▸ **Exercise objective**
Go through the lines below and tally each one holding "across". Write only the total.

Stored data entries:
//! Renderer-ready chart payloads and tabular exports
//!
//! Six dashboard charts are described as JSON documents, one file per
//! chart plus a `manifest.json` index. Drawing is left to whatever
//! front end consumes them. Aggregation tables and the forecast are also
//! exported as CSV through polars.

use crate::aggregation::{
    BranchPerformance, CustomerSegment, DailySales, ProductPerformance, SalesSummary,
};
use crate::error::Result;
use crate::models::ForecastResult;
use crate::series::DailySeries;
use chrono::NaiveDate;
use log::{debug, info, warn};
use polars::prelude::{CsvWriter, DataFrame, NamedFrom, SerWriter, Series};
use sales_math::PolynomialFit;
use serde::Serialize;
use std::fs::{self, File};
use std::io::BufWriter;
use std::path::{Path, PathBuf};

/// Degree of the trend curve drawn under the forecast
const TREND_DEGREE: usize = 2;

/// The dashboard charts
#[derive(Debug, Clone, Copy, PartialEq, Eq, Hash, Serialize)]
#[serde(rename_all = "snake_case")]
pub enum ChartKind {
    SalesTrend,
    ProductPerformance,
    BranchSales,
    BranchRatings,
    CustomerInsights,
    SalesForecast,
}

impl ChartKind {
    pub const ALL: [ChartKind; 6] = [
        ChartKind::SalesTrend,
        ChartKind::ProductPerformance,
        ChartKind::BranchSales,
        ChartKind::BranchRatings,
        ChartKind::CustomerInsights,
        ChartKind::SalesForecast,
    ];

    pub fn title(&self) -> &'static str {
        match self {
            ChartKind::SalesTrend => "Daily Sales Trends",
            ChartKind::ProductPerformance => "Product Performance",
            ChartKind::BranchSales => "Branch Sales Distribution",
            ChartKind::BranchRatings => "Branch Ratings",
            ChartKind::CustomerInsights => "Customer Insights",
            ChartKind::SalesForecast => "Sales Forecast",
        }
    }

    pub fn description(&self) -> &'static str {
        match self {
            ChartKind::SalesTrend => "Interactive visualization of daily sales performance over time",
            ChartKind::ProductPerformance => {
                "Comprehensive analysis of product line sales and customer ratings"
            }
            ChartKind::BranchSales => "Distribution of sales across different branch locations",
            ChartKind::BranchRatings => "Customer satisfaction ratings comparison across branches",
            ChartKind::CustomerInsights => {
                "Deep dive into customer segments and purchasing behavior"
            }
            ChartKind::SalesForecast => "Sales forecast with trend analysis and predictions",
        }
    }

    pub fn icon(&self) -> &'static str {
        match self {
            ChartKind::SalesTrend => "📈",
            ChartKind::ProductPerformance => "📊",
            ChartKind::BranchSales => "🏪",
            ChartKind::BranchRatings => "⭐",
            ChartKind::CustomerInsights => "👥",
            ChartKind::SalesForecast => "🔮",
        }
    }

    /// File name without extension
    pub fn stem(&self) -> &'static str {
        match self {
            ChartKind::SalesTrend => "sales_trend",
            ChartKind::ProductPerformance => "product_performance",
            ChartKind::BranchSales => "branch_sales",
            ChartKind::BranchRatings => "branch_ratings",
            ChartKind::CustomerInsights => "customer_insights",
            ChartKind::SalesForecast => "sales_forecast",
        }
    }

    pub fn file_name(&self) -> String {
        format!("{}.json", self.stem())
    }
}

/// Share of total sales taken by one branch
#[derive(Debug, Clone, PartialEq, Serialize)]
pub struct BranchShare {
    pub branch: String,
    pub total: f64,
    /// Percent of all sales
    pub share: f64,
}

#[derive(Debug, Clone, PartialEq, Serialize)]
pub struct BranchRating {
    pub branch: String,
    pub rating: f64,
}

/// Quadratic least-squares curve over the actual series
#[derive(Debug, Clone, PartialEq, Serialize)]
pub struct TrendLine {
    pub values: Vec<f64>,
    pub r_squared: f64,
    /// Ascending powers of the day index
    pub coefficients: Vec<f64>,
}

#[derive(Debug, Clone, PartialEq, Serialize)]
pub struct ForecastPoint {
    pub date: NaiveDate,
    pub value: f64,
    pub lower: Option<f64>,
    pub upper: Option<f64>,
}

/// Actual sales, their trend and the forecast continuing them
#[derive(Debug, Clone, PartialEq, Serialize)]
pub struct ForecastOverlay {
    pub actual: Vec<DailySales>,
    pub trend: Option<TrendLine>,
    pub forecast: Vec<ForecastPoint>,
    pub confidence_level: Option<f64>,
}

impl ForecastOverlay {
    pub fn new(series: &DailySeries, forecast: &ForecastResult) -> Self {
        let intervals = forecast.intervals();
        let forecast_points = forecast
            .points()
            .into_iter()
            .enumerate()
            .map(|(i, (date, value))| {
                let bounds = intervals.and_then(|all| all.get(i));
                ForecastPoint {
                    date,
                    value,
                    lower: bounds.map(|b| b.0),
                    upper: bounds.map(|b| b.1),
                }
            })
            .collect();

        Self {
            actual: series
                .points()
                .map(|(date, total)| DailySales { date, total })
                .collect(),
            trend: trend_line(series.values()),
            forecast: forecast_points,
            confidence_level: forecast.confidence_level(),
        }
    }
}

/// Fit the trend curve; `None` when the series cannot support it
fn trend_line(values: &[f64]) -> Option<TrendLine> {
    let x: Vec<f64> = (0..values.len()).map(|i| i as f64).collect();
    let fit = PolynomialFit::fit(&x, values, TREND_DEGREE)
        .map_err(|e| debug!("No trend line: {}", e))
        .ok()?;
    let r_squared = fit
        .r_squared(&x, values)
        .map_err(|e| debug!("No trend R²: {}", e))
        .ok()?;

    Some(TrendLine {
        values: fit.predict_all(&x),
        r_squared,
        coefficients: fit.coefficients().to_vec(),
    })
}

/// Data behind one chart
#[derive(Debug, Clone, PartialEq, Serialize)]
#[serde(untagged)]
pub enum ChartData {
    SalesTrend { points: Vec<DailySales> },
    ProductPerformance { products: Vec<ProductPerformance> },
    BranchSales { branches: Vec<BranchShare> },
    BranchRatings { branches: Vec<BranchRating> },
    CustomerInsights { segments: Vec<CustomerSegment> },
    SalesForecast(ForecastOverlay),
}

#[derive(Debug, Clone, PartialEq, Serialize)]
pub struct ChartPayload {
    pub kind: ChartKind,
    pub title: String,
    pub description: String,
    pub icon: String,
    pub data: ChartData,
}

impl ChartPayload {
    fn new(kind: ChartKind, data: ChartData) -> Self {
        Self {
            kind,
            title: kind.title().to_string(),
            description: kind.description().to_string(),
            icon: kind.icon().to_string(),
            data,
        }
    }
}

#[derive(Debug, Serialize)]
struct ManifestEntry<'a> {
    id: &'a str,
    title: &'a str,
    description: &'a str,
    icon: &'a str,
    url: String,
}

#[derive(Debug, Serialize)]
struct Manifest<'a> {
    charts: Vec<ManifestEntry<'a>>,
}

/// The set of chart payloads produced by one run
#[derive(Debug, Clone, PartialEq, Serialize)]
pub struct Report {
    charts: Vec<ChartPayload>,
}

impl Report {
    /// Build every chart; the forecast chart only when a forecast exists
    pub fn build(
        summary: &SalesSummary,
        series: &DailySeries,
        forecast: Option<&ForecastResult>,
    ) -> Self {
        let total_sales: f64 = summary.branches.iter().map(|b| b.total).sum();
        let shares = summary
            .branches
            .iter()
            .map(|b| BranchShare {
                branch: b.branch.clone(),
                total: b.total,
                share: if total_sales != 0.0 {
                    b.total / total_sales * 100.0
                } else {
                    0.0
                },
            })
            .collect();
        let ratings = summary
            .branches
            .iter()
            .map(|BranchPerformance { branch, rating, .. }| BranchRating {
                branch: branch.clone(),
                rating: *rating,
            })
            .collect();

        let mut charts = vec![
            ChartPayload::new(
                ChartKind::SalesTrend,
                ChartData::SalesTrend {
                    points: summary.daily_sales.clone(),
                },
            ),
            ChartPayload::new(
                ChartKind::ProductPerformance,
                ChartData::ProductPerformance {
                    products: summary.products.clone(),
                },
            ),
            ChartPayload::new(ChartKind::BranchSales, ChartData::BranchSales { branches: shares }),
            ChartPayload::new(
                ChartKind::BranchRatings,
                ChartData::BranchRatings { branches: ratings },
            ),
            ChartPayload::new(
                ChartKind::CustomerInsights,
                ChartData::CustomerInsights {
                    segments: summary.customers.clone(),
                },
            ),
        ];

        match forecast {
            Some(forecast) => charts.push(ChartPayload::new(
                ChartKind::SalesForecast,
                ChartData::SalesForecast(ForecastOverlay::new(series, forecast)),
            )),
            None => warn!("No forecast available, omitting the forecast chart"),
        }

        Self { charts }
    }

    pub fn charts(&self) -> &[ChartPayload] {
        &self.charts
    }

    pub fn chart(&self, kind: ChartKind) -> Option<&ChartPayload> {
        self.charts.iter().find(|c| c.kind == kind)
    }

    /// Write one JSON file per chart plus `manifest.json` into `dir`
    pub fn write_json<P: AsRef<Path>>(&self, dir: P) -> Result<Vec<PathBuf>> {
        let dir = dir.as_ref();
        fs::create_dir_all(dir)?;

        let mut written = Vec::with_capacity(self.charts.len() + 1);
        for chart in &self.charts {
            let path = dir.join(chart.kind.file_name());
            serde_json::to_writer_pretty(BufWriter::new(File::create(&path)?), chart)?;
            debug!("Wrote {}", path.display());
            written.push(path);
        }

        let manifest = Manifest {
            charts: self
                .charts
                .iter()
                .map(|c| ManifestEntry {
                    id: c.kind.stem(),
                    title: &c.title,
                    description: &c.description,
                    icon: &c.icon,
                    url: format!("/viz/{}", c.kind.file_name()),
                })
                .collect(),
        };
        let path = dir.join("manifest.json");
        serde_json::to_writer_pretty(BufWriter::new(File::create(&path)?), &manifest)?;
        written.push(path);

        info!("Wrote {} chart payloads to {}", self.charts.len(), dir.display());
        Ok(written)
    }
}

fn write_csv(path: &Path, mut df: DataFrame) -> Result<PathBuf> {
    let mut file = File::create(path)?;
    CsvWriter::new(&mut file).has_header(true).finish(&mut df)?;
    debug!("Wrote {} rows to {}", df.height(), path.display());
    Ok(path.to_path_buf())
}

fn dates_column(name: &str, dates: impl Iterator<Item = NaiveDate>) -> Series {
    let dates: Vec<String> = dates.map(|d| d.format("%Y-%m-%d").to_string()).collect();
    Series::new(name, dates)
}

/// Export the aggregation tables, and the forecast when present, as CSV
pub fn write_tables<P: AsRef<Path>>(
    dir: P,
    summary: &SalesSummary,
    forecast: Option<&ForecastResult>,
) -> Result<Vec<PathBuf>> {
    let dir = dir.as_ref();
    fs::create_dir_all(dir)?;
    let mut written = Vec::new();

    let daily = DataFrame::new(vec![
        dates_column("date", summary.daily_sales.iter().map(|d| d.date)),
        Series::new("total", summary.daily_sales.iter().map(|d| d.total).collect::<Vec<_>>()),
    ])?;
    written.push(write_csv(&dir.join("daily_sales.csv"), daily)?);

    let products = &summary.products;
    let products = DataFrame::new(vec![
        Series::new("product_line", products.iter().map(|p| p.product_line.clone()).collect::<Vec<_>>()),
        Series::new("quantity", products.iter().map(|p| p.quantity).collect::<Vec<_>>()),
        Series::new("total", products.iter().map(|p| p.total).collect::<Vec<_>>()),
        Series::new("profit", products.iter().map(|p| p.profit).collect::<Vec<_>>()),
        Series::new("rating", products.iter().map(|p| p.rating).collect::<Vec<_>>()),
    ])?;
    written.push(write_csv(&dir.join("product_performance.csv"), products)?);

    let branches = &summary.branches;
    let branches = DataFrame::new(vec![
        Series::new("branch", branches.iter().map(|b| b.branch.clone()).collect::<Vec<_>>()),
        Series::new("total", branches.iter().map(|b| b.total).collect::<Vec<_>>()),
        Series::new("profit", branches.iter().map(|b| b.profit).collect::<Vec<_>>()),
        Series::new("rating", branches.iter().map(|b| b.rating).collect::<Vec<_>>()),
    ])?;
    written.push(write_csv(&dir.join("branch_performance.csv"), branches)?);

    let customers = &summary.customers;
    let customers = DataFrame::new(vec![
        Series::new("customer_type", customers.iter().map(|c| c.customer_type.clone()).collect::<Vec<_>>()),
        Series::new("mean_total", customers.iter().map(|c| c.mean_total).collect::<Vec<_>>()),
        Series::new("total", customers.iter().map(|c| c.total).collect::<Vec<_>>()),
        Series::new("mean_quantity", customers.iter().map(|c| c.mean_quantity).collect::<Vec<_>>()),
        Series::new("mean_rating", customers.iter().map(|c| c.mean_rating).collect::<Vec<_>>()),
    ])?;
    written.push(write_csv(&dir.join("customer_segments.csv"), customers)?);

    if let Some(forecast) = forecast {
        let points = forecast.points();
        let bounds: Vec<Option<(f64, f64)>> = (0..points.len())
            .map(|i| forecast.intervals().and_then(|all| all.get(i).copied()))
            .collect();
        let df = DataFrame::new(vec![
            dates_column("date", points.iter().map(|p| p.0)),
            Series::new("forecast", points.iter().map(|p| p.1).collect::<Vec<_>>()),
            Series::new("lower", bounds.iter().map(|b| b.map(|b| b.0)).collect::<Vec<_>>()),
            Series::new("upper", bounds.iter().map(|b| b.map(|b| b.1)).collect::<Vec<_>>()),
        ])?;
        written.push(write_csv(&dir.join("forecast.csv"), df)?);
    }

    info!("Exported {} tables to {}", written.len(), dir.display());
    Ok(written)
}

▸ **Response to the exercise**
2